**Aim of the exercise:**
Search the data for the word "Timeout". Reproduce every line where it is found.

================

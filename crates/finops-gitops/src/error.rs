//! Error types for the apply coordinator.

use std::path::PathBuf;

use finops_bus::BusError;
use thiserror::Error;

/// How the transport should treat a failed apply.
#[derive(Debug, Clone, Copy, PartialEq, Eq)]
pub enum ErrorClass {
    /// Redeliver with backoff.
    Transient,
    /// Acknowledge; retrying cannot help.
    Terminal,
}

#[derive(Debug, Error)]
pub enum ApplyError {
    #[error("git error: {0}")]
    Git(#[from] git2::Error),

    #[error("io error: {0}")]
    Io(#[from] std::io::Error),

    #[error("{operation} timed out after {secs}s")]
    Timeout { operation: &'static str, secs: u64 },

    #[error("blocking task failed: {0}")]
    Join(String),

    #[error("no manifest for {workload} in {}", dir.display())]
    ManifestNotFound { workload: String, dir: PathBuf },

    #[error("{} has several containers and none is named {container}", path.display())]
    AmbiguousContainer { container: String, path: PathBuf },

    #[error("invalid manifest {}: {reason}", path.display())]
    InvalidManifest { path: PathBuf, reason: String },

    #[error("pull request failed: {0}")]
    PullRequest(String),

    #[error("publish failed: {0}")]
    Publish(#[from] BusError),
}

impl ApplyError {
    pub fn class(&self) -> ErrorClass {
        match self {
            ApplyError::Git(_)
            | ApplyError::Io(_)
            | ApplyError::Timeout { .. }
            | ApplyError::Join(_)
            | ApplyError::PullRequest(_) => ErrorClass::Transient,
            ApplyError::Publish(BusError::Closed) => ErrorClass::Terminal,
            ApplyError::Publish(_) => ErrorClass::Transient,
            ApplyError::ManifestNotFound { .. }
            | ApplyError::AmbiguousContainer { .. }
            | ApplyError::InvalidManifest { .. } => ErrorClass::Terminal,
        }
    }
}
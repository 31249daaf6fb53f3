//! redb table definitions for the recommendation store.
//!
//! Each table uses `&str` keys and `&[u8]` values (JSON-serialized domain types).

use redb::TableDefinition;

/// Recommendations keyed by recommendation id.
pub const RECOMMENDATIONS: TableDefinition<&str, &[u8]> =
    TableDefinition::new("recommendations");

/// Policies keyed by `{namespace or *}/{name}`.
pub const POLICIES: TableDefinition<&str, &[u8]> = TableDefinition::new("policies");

================

**Solution to this exercise:**
    Timeout { operation: &'static str, secs: u64 },
            | ApplyError::Timeout { .. }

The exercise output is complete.